= Beginning of Section =
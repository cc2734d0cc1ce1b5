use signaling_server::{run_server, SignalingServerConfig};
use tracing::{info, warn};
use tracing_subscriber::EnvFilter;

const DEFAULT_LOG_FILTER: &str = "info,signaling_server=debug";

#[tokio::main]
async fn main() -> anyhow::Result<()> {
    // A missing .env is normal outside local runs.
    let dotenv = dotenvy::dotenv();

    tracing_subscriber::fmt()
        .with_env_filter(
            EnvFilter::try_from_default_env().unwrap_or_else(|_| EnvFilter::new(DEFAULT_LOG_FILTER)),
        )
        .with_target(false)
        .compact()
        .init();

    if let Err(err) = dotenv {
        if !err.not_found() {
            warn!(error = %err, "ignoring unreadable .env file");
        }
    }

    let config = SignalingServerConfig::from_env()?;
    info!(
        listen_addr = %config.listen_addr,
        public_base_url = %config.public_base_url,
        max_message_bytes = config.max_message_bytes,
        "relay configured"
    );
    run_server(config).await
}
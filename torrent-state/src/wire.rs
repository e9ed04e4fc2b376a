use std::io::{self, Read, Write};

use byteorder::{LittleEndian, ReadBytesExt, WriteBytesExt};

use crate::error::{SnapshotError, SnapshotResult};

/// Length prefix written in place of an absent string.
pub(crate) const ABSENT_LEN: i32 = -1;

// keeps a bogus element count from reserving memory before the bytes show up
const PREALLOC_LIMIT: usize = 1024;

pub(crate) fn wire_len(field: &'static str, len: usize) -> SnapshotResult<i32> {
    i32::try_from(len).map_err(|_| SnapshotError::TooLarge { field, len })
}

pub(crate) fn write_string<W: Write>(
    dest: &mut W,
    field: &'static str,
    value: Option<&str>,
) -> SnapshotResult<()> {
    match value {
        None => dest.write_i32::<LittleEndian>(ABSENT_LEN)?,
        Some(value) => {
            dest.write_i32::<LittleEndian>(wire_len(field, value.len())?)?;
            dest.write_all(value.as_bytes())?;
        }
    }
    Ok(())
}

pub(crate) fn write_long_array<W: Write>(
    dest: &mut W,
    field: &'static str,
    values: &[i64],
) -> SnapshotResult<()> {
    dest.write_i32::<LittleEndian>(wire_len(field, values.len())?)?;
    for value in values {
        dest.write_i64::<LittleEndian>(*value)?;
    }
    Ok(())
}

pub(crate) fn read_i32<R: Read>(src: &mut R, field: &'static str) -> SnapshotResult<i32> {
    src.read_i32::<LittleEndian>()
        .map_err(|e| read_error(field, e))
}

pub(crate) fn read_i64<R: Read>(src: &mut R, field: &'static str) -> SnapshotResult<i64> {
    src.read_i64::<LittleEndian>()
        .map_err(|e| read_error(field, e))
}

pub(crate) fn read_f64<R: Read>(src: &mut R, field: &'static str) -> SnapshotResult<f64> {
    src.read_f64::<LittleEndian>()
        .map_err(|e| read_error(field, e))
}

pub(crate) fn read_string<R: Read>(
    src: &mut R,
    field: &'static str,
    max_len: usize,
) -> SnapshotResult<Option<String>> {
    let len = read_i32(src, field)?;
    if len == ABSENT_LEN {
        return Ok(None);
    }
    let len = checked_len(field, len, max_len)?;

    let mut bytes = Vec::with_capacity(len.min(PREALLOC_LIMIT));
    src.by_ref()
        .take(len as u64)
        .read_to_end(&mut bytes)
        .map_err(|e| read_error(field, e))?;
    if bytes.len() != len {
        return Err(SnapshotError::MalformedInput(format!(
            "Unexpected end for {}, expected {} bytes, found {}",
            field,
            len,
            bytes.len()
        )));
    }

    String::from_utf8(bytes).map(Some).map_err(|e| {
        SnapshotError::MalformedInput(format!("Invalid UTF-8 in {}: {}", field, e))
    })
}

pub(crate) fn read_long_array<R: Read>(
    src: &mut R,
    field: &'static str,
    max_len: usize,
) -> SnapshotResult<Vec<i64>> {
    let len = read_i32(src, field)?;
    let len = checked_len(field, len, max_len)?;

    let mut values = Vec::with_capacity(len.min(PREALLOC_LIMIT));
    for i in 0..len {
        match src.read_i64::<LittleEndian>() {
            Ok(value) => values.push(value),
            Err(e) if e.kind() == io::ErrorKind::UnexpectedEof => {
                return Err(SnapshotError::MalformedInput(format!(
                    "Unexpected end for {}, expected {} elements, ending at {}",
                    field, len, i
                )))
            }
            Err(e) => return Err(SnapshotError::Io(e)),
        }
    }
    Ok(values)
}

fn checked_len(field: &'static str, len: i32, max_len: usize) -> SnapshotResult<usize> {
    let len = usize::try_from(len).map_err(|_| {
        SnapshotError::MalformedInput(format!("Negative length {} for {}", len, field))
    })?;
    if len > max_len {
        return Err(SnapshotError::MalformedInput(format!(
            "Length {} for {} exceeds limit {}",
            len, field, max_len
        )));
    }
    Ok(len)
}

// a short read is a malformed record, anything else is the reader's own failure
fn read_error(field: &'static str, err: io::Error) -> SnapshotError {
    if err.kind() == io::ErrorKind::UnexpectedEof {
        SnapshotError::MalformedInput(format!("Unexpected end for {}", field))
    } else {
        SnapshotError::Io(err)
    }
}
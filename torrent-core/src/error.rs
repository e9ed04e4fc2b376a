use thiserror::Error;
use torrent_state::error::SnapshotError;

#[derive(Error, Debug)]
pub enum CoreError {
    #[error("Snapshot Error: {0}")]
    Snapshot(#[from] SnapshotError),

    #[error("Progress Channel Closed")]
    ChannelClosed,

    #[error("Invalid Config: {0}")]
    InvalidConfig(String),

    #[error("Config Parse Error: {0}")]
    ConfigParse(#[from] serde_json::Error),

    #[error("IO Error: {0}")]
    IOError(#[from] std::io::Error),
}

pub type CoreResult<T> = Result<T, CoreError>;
= End of Section =
= Beginning of Section =
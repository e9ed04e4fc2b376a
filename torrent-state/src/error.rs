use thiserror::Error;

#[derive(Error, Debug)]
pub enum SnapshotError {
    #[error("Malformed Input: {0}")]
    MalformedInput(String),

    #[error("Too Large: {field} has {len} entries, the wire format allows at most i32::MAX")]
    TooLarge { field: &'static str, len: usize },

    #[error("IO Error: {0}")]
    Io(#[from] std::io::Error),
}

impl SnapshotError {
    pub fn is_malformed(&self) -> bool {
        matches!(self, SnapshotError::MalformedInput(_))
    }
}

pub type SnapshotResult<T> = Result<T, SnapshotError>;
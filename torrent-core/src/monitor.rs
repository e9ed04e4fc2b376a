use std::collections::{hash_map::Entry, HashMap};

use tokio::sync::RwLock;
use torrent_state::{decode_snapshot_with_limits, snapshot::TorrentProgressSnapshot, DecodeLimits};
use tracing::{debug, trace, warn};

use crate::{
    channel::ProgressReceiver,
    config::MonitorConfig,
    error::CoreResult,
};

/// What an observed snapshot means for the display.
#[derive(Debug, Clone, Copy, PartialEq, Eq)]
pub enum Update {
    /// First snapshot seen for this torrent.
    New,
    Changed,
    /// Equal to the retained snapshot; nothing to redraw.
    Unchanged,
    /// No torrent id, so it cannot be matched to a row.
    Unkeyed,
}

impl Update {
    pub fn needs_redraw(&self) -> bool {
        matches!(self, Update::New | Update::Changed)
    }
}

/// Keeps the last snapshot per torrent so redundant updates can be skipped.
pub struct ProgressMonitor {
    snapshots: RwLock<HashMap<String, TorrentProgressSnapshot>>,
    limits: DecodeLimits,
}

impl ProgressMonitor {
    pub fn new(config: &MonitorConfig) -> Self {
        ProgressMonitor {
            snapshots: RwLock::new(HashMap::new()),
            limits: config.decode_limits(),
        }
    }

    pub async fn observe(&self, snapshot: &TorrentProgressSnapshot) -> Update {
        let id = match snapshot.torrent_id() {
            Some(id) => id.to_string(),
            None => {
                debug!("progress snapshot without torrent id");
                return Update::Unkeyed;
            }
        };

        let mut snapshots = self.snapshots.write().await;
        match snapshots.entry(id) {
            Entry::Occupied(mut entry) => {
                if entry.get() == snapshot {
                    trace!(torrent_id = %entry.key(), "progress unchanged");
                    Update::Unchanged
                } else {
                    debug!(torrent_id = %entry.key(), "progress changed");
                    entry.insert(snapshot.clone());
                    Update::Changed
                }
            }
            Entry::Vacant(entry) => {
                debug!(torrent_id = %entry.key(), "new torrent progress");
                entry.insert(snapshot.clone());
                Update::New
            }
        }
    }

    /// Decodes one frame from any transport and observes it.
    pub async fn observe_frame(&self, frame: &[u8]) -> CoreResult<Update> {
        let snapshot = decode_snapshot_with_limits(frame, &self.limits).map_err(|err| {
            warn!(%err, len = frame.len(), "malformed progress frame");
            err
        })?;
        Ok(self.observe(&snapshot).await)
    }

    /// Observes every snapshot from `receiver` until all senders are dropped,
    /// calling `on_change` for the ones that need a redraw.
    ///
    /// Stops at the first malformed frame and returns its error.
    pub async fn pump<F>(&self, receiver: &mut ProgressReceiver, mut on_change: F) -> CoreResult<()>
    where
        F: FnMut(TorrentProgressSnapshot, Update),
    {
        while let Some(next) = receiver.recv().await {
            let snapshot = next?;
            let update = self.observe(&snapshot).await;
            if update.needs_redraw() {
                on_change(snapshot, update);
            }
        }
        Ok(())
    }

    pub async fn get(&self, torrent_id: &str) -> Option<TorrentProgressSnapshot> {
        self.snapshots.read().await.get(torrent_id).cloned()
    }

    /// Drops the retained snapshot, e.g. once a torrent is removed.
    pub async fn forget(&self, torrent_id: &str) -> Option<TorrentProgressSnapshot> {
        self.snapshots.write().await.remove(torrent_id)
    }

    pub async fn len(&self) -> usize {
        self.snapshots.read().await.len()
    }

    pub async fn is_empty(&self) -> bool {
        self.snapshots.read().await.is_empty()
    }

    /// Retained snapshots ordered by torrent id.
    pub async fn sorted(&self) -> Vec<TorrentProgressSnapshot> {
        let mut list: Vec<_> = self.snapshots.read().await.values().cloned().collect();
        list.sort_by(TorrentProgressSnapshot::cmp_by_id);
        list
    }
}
= End of Section =
= Beginning of Section =
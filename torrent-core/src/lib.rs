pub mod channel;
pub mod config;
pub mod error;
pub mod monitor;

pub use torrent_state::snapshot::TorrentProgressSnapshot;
= End of Section =
TASK GOAL →
Your task is to retype the entries verbatim, starting with the line that holds "repository cc2734d0cc1ce1b5" and stopping after the line that holds "filename torrent-state/src/wire.rs".

TASK ANSWER →
repository cc2734d0cc1ce1b5
use signaling_server::{run_server, SignalingServerConfig};
use tracing::{info, warn};
use tracing_subscriber::EnvFilter;

const DEFAULT_LOG_FILTER: &str = "info,signaling_server=debug";

#[tokio::main]
async fn main() -> anyhow::Result<()> {
    // A missing .env is normal outside local runs.
    let dotenv = dotenvy::dotenv();

    tracing_subscriber::fmt()
        .with_env_filter(
            EnvFilter::try_from_default_env().unwrap_or_else(|_| EnvFilter::new(DEFAULT_LOG_FILTER)),
        )
        .with_target(false)
        .compact()
        .init();

    if let Err(err) = dotenv {
        if !err.not_found() {
            warn!(error = %err, "ignoring unreadable .env file");
        }
    }

    let config = SignalingServerConfig::from_env()?;
    info!(
        listen_addr = %config.listen_addr,
        public_base_url = %config.public_base_url,
        max_message_bytes = config.max_message_bytes,
        "relay configured"
    );
    run_server(config).await
}
filename torrent-state/src/wire.rs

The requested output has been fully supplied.